### Activity:
Among the entries below, find the lines with the word "JwksProvider" and return them.

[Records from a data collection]
• • • • •
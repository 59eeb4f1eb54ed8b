use std::sync::Arc;
use std::time::Duration;

use anyhow::Context;
use guard_service::{build_router, GuardConfig, KeySource};
use jwt_guard::JwksProvider;
use tokio::net::TcpListener;
use tokio::time::{interval, MissedTickBehavior};
use tracing::{debug, info, warn};
use tracing_subscriber::EnvFilter;

#[tokio::main]
async fn main() -> anyhow::Result<()> {
    let filter = EnvFilter::try_from_default_env().unwrap_or_else(|_| EnvFilter::new("info"));
    tracing_subscriber::fmt().with_env_filter(filter).init();

    let config = GuardConfig::from_env().context("failed to load guard-service configuration")?;
    let handle = config.build_validator()?;

    if let (Some(jwks), KeySource::Jwks { refresh, .. }) = (handle.jwks.clone(), &config.key_source)
    {
        // Keys are also fetched lazily on the first unknown kid.
        if let Err(err) = jwks.refresh().await {
            warn!(error = %err, jwks_url = %jwks.fetcher().url(), "initial JWKS fetch failed");
        }
        spawn_jwks_refresh(jwks, *refresh);
    }

    let app = build_router(handle.validator, &config.allowed_origins);

    let addr = config.bind_addr()?;
    let listener = TcpListener::bind(addr)
        .await
        .with_context(|| format!("failed to bind {addr}"))?;
    info!(%addr, "starting guard-service");
    axum::serve(listener, app.into_make_service()).await?;

    Ok(())
}

fn spawn_jwks_refresh(jwks: Arc<JwksProvider>, period: Duration) {
    let url = jwks.fetcher().url().to_owned();

    tokio::spawn(async move {
        let mut ticker = interval(period);
        ticker.set_missed_tick_behavior(MissedTickBehavior::Delay);
        // The first tick completes immediately and startup already fetched.
        ticker.tick().await;
        loop {
            ticker.tick().await;
            match jwks.refresh().await {
                Ok(count) => {
                    debug!(count, jwks_url = %url, "refreshed JWKS keys");
                }
                Err(err) => {
                    warn!(error = %err, jwks_url = %url, "failed to refresh JWKS keys");
                }
            }
        }
    });
}
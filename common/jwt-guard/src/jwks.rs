use std::sync::{Mutex, PoisonError};
use std::time::{Duration, Instant};

use async_trait::async_trait;
use jsonwebtoken::jwk::{JwkSet, PublicKeyUse};
use jsonwebtoken::DecodingKey;
use reqwest::Client;
use tracing::{debug, info, warn};

use crate::error::{KeyError, KeyResult};
use crate::keystore::InMemoryKeyStore;
use crate::provider::SecretProvider;
use crate::token::Token;

const DEFAULT_TIMEOUT: Duration = Duration::from_secs(10);
const DEFAULT_MIN_REFRESH_INTERVAL: Duration = Duration::from_secs(5);

#[derive(Clone)]
pub struct JwksFetcher {
    client: Client,
    url: String,
}

impl JwksFetcher {
    pub fn new(url: impl Into<String>) -> Self {
        let client = Client::builder()
            .timeout(DEFAULT_TIMEOUT)
            .build()
            .unwrap_or_else(|err| {
                warn!(error = %err, "JWKS client build failed; using defaults without timeout");
                Client::new()
            });
        Self::with_client(client, url)
    }

    pub fn with_client(client: Client, url: impl Into<String>) -> Self {
        Self {
            client,
            url: url.into(),
        }
    }

    pub fn url(&self) -> &str {
        &self.url
    }

    /// Downloads the key set and converts every signing key to a `DecodingKey`.
    pub async fn fetch(&self) -> KeyResult<Vec<(String, DecodingKey)>> {
        let response = self
            .client
            .get(&self.url)
            .send()
            .await
            .map_err(|err| KeyError::JwksFetch(err.to_string()))?;

        if !response.status().is_success() {
            return Err(KeyError::JwksFetch(format!(
                "HTTP {} from {}",
                response.status(),
                self.url
            )));
        }

        let body: JwkSet = response
            .json()
            .await
            .map_err(|err| KeyError::JwksDecode(err.to_string()))?;

        let mut keys = Vec::with_capacity(body.keys.len());
        for jwk in body.keys.iter() {
            if matches!(jwk.common.public_key_use, Some(PublicKeyUse::Encryption)) {
                continue;
            }

            let kid = jwk.common.key_id.clone().ok_or(KeyError::JwksMissingKid)?;
            let key = DecodingKey::from_jwk(jwk)
                .map_err(|err| KeyError::KeyParse(kid.clone(), err.to_string()))?;
            keys.push((kid, key));
        }

        Ok(keys)
    }
}

/// Key store fed from a JWKS endpoint.
///
/// An unknown `kid` triggers one refresh (at most one in flight, and no more
/// often than the minimum refresh interval) before the lookup is retried.
pub struct JwksProvider {
    fetcher: JwksFetcher,
    store: InMemoryKeyStore,
    min_refresh_interval: Duration,
    last_refresh: Mutex<Option<Instant>>,
    refresh_gate: tokio::sync::Mutex<()>,
}

impl JwksProvider {
    pub fn new(fetcher: JwksFetcher) -> Self {
        Self {
            fetcher,
            store: InMemoryKeyStore::new(),
            min_refresh_interval: DEFAULT_MIN_REFRESH_INTERVAL,
            last_refresh: Mutex::new(None),
            refresh_gate: tokio::sync::Mutex::new(()),
        }
    }

    pub fn from_url(url: impl Into<String>) -> Self {
        Self::new(JwksFetcher::new(url))
    }

    pub fn with_min_refresh_interval(mut self, interval: Duration) -> Self {
        self.min_refresh_interval = interval;
        self
    }

    pub fn fetcher(&self) -> &JwksFetcher {
        &self.fetcher
    }

    pub fn store(&self) -> &InMemoryKeyStore {
        &self.store
    }

    /// Fetches the key set and replaces the store. Returns the number of keys loaded.
    ///
    /// An empty set leaves the current keys in place.
    pub async fn refresh(&self) -> KeyResult<usize> {
        let _gate = self.refresh_gate.lock().await;
        self.refresh_locked().await
    }

    async fn refresh_locked(&self) -> KeyResult<usize> {
        self.mark_refreshed();
        let keys = self.fetcher.fetch().await?;
        let count = keys.len();
        if count > 0 {
            self.store.replace_all(keys);
            info!(count, jwks_url = %self.fetcher.url(), "loaded JWKS keys");
        } else {
            warn!(jwks_url = %self.fetcher.url(), "JWKS endpoint returned no signing keys");
        }
        Ok(count)
    }

    fn mark_refreshed(&self) {
        let mut last = self
            .last_refresh
            .lock()
            .unwrap_or_else(PoisonError::into_inner);
        *last = Some(Instant::now());
    }

    fn refresh_allowed(&self) -> bool {
        let last = self
            .last_refresh
            .lock()
            .unwrap_or_else(PoisonError::into_inner);
        match *last {
            Some(at) => at.elapsed() >= self.min_refresh_interval,
            None => true,
        }
    }
}

#[async_trait]
impl SecretProvider for JwksProvider {
    async fn secret(&self, token: &Token) -> KeyResult<DecodingKey> {
        let kid = token.key_id().ok_or(KeyError::MissingKeyId)?;
        if let Some(key) = self.store.get(kid) {
            return Ok(key);
        }

        let _gate = self.refresh_gate.lock().await;

        // Another request may have refreshed while this one waited.
        if let Some(key) = self.store.get(kid) {
            return Ok(key);
        }

        if !self.refresh_allowed() {
            debug!(kid, "unknown kid, JWKS refresh rate limited");
            return Err(KeyError::UnknownKeyId(kid.to_owned()));
        }

        debug!(kid, "unknown kid, refreshing JWKS");
        self.refresh_locked().await?;
        self.store.lookup(token)
    }
}
pub mod app;
pub mod config;

pub use app::build_router;
pub use config::{GuardConfig, KeySource, ValidatorHandle};
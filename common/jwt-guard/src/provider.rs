use std::collections::HashMap;
use std::sync::Arc;

use async_trait::async_trait;
use jsonwebtoken::DecodingKey;
use tracing::debug;

use crate::error::{KeyError, KeyResult};
use crate::token::Token;

/// Resolves the key a token's signature must be verified with.
///
/// # Trust boundary
///
/// `secret` runs *before* the signature is checked. The header (`kid`) and
/// the payload (`iss`, ...) visible through `token` are attacker-controlled
/// at this point: use them to pick a key, never to make an authorization
/// decision. The validator has already pinned the algorithm by the time this
/// is called.
///
/// Implementations may suspend (network key sets) and must be safe to call
/// concurrently; any caching or retry policy is theirs to own.
#[async_trait]
pub trait SecretProvider: Send + Sync {
    async fn secret(&self, token: &Token) -> KeyResult<DecodingKey>;
}

#[async_trait]
impl<F> SecretProvider for F
where
    F: Fn(&Token) -> KeyResult<DecodingKey> + Send + Sync,
{
    async fn secret(&self, token: &Token) -> KeyResult<DecodingKey> {
        self(token)
    }
}

/// A single fixed key, whatever the token says.
#[derive(Clone)]
pub struct StaticSecret {
    key: DecodingKey,
}

impl StaticSecret {
    pub fn new(key: DecodingKey) -> Self {
        Self { key }
    }

    /// Shared HMAC secret.
    pub fn hmac(secret: &[u8]) -> Self {
        Self::new(DecodingKey::from_secret(secret))
    }

    pub fn hmac_base64(secret: &str) -> KeyResult<Self> {
        DecodingKey::from_base64_secret(secret)
            .map(Self::new)
            .map_err(|err| KeyError::KeyParse("static".to_string(), err.to_string()))
    }

    pub fn rsa_pem(pem: &[u8]) -> KeyResult<Self> {
        DecodingKey::from_rsa_pem(pem)
            .map(Self::new)
            .map_err(|err| KeyError::KeyParse("static".to_string(), err.to_string()))
    }

    pub fn ec_pem(pem: &[u8]) -> KeyResult<Self> {
        DecodingKey::from_ec_pem(pem)
            .map(Self::new)
            .map_err(|err| KeyError::KeyParse("static".to_string(), err.to_string()))
    }

    pub fn ed_pem(pem: &[u8]) -> KeyResult<Self> {
        DecodingKey::from_ed_pem(pem)
            .map(Self::new)
            .map_err(|err| KeyError::KeyParse("static".to_string(), err.to_string()))
    }
}

#[async_trait]
impl SecretProvider for StaticSecret {
    async fn secret(&self, _token: &Token) -> KeyResult<DecodingKey> {
        Ok(self.key.clone())
    }
}

/// Delegates to a per-issuer provider chosen by the token's unverified `iss`.
///
/// Signature verification with the chosen provider's key is what ties the
/// issuer to the token; the expected-issuer claim check still applies.
#[derive(Clone, Default)]
pub struct IssuerRouter {
    routes: HashMap<String, Arc<dyn SecretProvider>>,
    fallback: Option<Arc<dyn SecretProvider>>,
}

impl IssuerRouter {
    pub fn new() -> Self {
        Self::default()
    }

    pub fn route(mut self, issuer: impl Into<String>, provider: Arc<dyn SecretProvider>) -> Self {
        self.routes.insert(issuer.into(), provider);
        self
    }

    /// Provider used for issuers with no explicit route.
    pub fn fallback(mut self, provider: Arc<dyn SecretProvider>) -> Self {
        self.fallback = Some(provider);
        self
    }

    pub fn issuers(&self) -> impl Iterator<Item = &str> {
        self.routes.keys().map(String::as_str)
    }
}

#[async_trait]
impl SecretProvider for IssuerRouter {
    async fn secret(&self, token: &Token) -> KeyResult<DecodingKey> {
        let issuer = token.unverified_issuer().ok_or(KeyError::MissingIssuer)?;

        let provider = match self.routes.get(&issuer) {
            Some(provider) => provider,
            None => self
                .fallback
                .as_ref()
                .ok_or_else(|| KeyError::UnknownIssuer(issuer.clone()))?,
        };

        debug!(issuer = %issuer, "resolving key by issuer");
        provider.secret(token).await
    }
}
• • • • •
### Answer box:
use jwt_guard::JwksProvider;
fn spawn_jwks_refresh(jwks: Arc<JwksProvider>, period: Duration) {
pub struct JwksProvider {
impl JwksProvider {
impl SecretProvider for JwksProvider {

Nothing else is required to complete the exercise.